# Assignment:
Scan the listing for "converted" and copy out each line that has it.

# Material shown:
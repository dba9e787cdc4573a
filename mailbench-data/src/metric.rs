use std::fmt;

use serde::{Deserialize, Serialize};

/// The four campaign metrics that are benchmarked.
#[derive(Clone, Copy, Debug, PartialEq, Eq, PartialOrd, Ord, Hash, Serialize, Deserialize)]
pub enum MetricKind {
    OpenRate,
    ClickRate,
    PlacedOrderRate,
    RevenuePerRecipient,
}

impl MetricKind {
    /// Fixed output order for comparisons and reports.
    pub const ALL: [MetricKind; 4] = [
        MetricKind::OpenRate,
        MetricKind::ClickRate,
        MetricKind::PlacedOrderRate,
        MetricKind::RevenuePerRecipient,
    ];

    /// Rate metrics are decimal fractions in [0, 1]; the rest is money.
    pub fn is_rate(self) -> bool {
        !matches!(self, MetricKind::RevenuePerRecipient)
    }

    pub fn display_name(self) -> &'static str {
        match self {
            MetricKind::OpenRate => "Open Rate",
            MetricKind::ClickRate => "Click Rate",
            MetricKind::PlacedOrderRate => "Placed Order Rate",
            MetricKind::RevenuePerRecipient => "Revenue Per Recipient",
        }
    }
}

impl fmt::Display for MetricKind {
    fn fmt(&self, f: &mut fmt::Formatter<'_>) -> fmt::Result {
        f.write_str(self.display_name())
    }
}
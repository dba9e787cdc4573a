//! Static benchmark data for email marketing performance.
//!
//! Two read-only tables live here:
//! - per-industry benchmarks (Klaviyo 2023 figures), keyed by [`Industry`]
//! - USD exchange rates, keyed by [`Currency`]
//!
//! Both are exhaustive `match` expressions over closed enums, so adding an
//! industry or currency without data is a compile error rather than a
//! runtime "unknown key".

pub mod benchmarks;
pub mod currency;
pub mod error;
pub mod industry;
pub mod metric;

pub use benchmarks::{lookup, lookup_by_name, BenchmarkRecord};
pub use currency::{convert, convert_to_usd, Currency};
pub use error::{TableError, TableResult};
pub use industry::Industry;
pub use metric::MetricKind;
---
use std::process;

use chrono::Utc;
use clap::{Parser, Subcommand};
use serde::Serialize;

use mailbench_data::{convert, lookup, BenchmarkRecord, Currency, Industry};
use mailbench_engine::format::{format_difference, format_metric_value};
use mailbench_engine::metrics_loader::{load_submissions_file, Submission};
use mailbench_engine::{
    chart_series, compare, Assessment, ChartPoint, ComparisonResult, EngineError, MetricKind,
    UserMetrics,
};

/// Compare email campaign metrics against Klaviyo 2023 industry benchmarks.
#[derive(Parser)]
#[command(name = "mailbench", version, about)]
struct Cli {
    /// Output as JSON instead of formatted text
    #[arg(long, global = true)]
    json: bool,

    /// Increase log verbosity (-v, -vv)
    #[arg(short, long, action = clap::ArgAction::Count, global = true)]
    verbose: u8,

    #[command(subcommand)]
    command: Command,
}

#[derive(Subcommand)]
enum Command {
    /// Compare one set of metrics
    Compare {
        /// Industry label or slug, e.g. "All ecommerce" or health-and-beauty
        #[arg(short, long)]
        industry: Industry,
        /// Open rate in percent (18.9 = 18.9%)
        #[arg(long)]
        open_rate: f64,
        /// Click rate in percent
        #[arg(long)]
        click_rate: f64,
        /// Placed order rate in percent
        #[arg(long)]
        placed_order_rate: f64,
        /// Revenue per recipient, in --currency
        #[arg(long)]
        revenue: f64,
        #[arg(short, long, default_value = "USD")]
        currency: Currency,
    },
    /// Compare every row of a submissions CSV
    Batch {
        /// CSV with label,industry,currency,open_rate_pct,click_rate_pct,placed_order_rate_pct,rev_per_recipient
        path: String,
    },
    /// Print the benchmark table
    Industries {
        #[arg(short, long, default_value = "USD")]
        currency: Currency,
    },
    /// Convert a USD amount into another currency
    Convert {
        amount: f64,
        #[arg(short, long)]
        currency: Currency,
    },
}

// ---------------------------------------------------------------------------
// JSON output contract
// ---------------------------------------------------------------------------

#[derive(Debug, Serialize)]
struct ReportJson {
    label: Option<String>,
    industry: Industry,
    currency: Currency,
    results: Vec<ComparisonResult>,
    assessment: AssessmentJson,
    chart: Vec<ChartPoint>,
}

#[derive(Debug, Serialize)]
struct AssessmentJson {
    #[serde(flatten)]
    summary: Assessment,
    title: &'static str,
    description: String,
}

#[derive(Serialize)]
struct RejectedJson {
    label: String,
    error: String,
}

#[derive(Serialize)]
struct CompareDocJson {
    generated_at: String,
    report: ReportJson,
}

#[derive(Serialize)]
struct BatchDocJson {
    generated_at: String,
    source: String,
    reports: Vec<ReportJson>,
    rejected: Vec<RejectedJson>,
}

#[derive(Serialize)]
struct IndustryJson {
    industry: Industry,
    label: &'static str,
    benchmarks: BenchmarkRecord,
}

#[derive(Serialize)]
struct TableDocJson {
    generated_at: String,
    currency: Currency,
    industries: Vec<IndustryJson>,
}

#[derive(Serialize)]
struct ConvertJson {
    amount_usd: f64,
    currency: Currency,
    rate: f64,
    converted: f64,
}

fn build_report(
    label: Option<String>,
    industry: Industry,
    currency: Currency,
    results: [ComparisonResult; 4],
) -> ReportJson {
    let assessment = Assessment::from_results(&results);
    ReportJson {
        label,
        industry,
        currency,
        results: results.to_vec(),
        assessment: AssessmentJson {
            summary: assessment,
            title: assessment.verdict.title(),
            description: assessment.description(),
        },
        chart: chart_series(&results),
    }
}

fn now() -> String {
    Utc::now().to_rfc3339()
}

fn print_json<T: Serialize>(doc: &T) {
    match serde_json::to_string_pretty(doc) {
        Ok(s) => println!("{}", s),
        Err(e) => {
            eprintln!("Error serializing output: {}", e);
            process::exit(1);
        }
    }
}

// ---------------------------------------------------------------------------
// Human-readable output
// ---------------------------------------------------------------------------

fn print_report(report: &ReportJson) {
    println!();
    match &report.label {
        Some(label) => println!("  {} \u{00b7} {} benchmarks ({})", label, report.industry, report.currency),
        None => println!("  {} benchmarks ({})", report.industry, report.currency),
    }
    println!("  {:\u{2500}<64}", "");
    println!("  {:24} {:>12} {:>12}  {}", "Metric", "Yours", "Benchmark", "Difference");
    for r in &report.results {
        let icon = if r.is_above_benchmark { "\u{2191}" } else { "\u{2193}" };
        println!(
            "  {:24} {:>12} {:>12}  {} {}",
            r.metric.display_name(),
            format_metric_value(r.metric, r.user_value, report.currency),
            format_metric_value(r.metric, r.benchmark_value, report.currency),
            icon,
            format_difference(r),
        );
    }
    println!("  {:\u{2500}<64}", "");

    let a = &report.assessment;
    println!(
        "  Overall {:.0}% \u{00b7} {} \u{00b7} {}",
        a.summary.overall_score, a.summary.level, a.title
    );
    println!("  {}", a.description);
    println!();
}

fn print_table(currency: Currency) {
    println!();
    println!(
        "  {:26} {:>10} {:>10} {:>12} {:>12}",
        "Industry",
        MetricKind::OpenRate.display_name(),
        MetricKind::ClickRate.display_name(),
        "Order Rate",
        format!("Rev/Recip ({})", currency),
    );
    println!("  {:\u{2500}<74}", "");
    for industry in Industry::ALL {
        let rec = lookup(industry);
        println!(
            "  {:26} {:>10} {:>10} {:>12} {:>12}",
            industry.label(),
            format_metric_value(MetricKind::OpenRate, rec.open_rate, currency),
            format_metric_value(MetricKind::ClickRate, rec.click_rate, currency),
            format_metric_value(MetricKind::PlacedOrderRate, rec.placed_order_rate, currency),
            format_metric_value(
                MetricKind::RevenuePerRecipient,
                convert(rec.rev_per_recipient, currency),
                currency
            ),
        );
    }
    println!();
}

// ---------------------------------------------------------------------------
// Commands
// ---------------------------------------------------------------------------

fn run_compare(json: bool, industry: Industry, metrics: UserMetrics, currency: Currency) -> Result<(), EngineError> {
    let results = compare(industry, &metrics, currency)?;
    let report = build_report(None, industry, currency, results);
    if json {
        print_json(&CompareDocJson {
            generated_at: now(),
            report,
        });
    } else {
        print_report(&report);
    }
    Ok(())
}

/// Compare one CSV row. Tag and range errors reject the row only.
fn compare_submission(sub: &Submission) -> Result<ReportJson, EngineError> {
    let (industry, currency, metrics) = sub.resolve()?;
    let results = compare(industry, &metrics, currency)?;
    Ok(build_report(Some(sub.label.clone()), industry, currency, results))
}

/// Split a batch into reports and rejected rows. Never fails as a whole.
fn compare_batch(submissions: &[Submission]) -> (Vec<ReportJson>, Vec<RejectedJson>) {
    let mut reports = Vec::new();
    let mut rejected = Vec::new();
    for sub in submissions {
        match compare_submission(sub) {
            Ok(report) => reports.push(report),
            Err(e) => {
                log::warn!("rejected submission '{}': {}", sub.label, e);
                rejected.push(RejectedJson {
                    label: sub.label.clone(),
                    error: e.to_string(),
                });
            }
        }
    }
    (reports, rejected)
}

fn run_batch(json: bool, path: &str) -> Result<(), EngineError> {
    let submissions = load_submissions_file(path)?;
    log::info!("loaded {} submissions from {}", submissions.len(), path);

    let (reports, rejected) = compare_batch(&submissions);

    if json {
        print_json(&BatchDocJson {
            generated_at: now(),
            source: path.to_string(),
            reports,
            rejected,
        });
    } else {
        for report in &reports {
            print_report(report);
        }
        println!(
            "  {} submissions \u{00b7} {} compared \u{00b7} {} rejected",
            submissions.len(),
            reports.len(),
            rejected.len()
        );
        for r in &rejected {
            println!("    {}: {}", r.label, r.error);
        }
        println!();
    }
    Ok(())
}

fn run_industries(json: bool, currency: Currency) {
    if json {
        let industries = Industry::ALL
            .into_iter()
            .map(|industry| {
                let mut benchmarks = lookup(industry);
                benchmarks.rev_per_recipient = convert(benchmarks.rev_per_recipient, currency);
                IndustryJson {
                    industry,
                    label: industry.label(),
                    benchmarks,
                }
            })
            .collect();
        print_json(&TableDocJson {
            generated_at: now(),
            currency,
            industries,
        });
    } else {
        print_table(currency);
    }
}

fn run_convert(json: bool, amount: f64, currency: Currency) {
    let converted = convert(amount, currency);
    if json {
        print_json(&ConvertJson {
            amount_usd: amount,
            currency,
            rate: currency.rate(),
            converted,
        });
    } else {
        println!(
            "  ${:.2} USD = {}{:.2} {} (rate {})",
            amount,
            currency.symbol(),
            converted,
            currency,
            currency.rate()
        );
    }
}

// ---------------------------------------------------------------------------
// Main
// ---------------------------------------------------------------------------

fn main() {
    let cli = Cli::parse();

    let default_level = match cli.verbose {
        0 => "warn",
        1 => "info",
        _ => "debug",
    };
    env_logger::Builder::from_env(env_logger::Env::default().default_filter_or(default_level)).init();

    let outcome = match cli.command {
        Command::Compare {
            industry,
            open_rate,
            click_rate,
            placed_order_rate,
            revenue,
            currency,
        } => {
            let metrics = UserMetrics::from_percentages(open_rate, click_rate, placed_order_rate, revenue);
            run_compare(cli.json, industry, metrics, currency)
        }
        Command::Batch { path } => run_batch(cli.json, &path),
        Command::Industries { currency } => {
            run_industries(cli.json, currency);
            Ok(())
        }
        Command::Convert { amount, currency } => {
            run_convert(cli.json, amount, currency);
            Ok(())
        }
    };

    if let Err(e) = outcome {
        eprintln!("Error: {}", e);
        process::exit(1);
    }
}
--
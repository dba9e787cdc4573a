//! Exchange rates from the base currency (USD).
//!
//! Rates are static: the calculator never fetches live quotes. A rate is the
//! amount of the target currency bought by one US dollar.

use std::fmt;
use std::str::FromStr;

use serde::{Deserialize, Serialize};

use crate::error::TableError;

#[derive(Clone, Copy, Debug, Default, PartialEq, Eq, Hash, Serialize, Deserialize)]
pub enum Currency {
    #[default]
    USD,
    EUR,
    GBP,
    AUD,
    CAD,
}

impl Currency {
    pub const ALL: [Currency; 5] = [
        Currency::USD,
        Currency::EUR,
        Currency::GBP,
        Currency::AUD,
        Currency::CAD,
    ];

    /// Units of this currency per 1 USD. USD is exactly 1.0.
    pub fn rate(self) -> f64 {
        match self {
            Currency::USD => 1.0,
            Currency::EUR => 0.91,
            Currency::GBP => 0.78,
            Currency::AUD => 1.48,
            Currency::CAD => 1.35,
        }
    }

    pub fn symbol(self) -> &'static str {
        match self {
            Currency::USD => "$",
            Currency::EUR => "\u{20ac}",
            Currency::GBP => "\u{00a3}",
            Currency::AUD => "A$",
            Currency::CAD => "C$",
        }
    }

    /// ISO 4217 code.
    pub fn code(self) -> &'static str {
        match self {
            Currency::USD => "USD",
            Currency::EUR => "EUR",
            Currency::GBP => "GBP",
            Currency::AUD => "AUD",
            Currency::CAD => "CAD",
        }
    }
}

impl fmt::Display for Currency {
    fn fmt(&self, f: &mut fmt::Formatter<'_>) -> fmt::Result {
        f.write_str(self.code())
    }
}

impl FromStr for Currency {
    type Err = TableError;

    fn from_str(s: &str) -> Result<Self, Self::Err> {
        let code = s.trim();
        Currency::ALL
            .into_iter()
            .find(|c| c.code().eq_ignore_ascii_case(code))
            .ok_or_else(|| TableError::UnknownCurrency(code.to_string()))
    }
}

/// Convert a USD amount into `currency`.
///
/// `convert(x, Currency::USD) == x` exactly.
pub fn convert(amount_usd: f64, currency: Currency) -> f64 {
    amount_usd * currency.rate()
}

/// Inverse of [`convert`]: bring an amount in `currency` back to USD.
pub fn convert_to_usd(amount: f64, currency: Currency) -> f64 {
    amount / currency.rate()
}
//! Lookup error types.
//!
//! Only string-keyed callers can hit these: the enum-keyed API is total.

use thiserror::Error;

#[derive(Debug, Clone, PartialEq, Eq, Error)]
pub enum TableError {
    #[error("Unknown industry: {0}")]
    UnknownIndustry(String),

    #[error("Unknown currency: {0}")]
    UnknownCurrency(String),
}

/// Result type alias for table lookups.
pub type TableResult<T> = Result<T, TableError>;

# Reply to the exercise:
    converted: f64,
    let converted = convert(amount, currency);
            converted,
            converted,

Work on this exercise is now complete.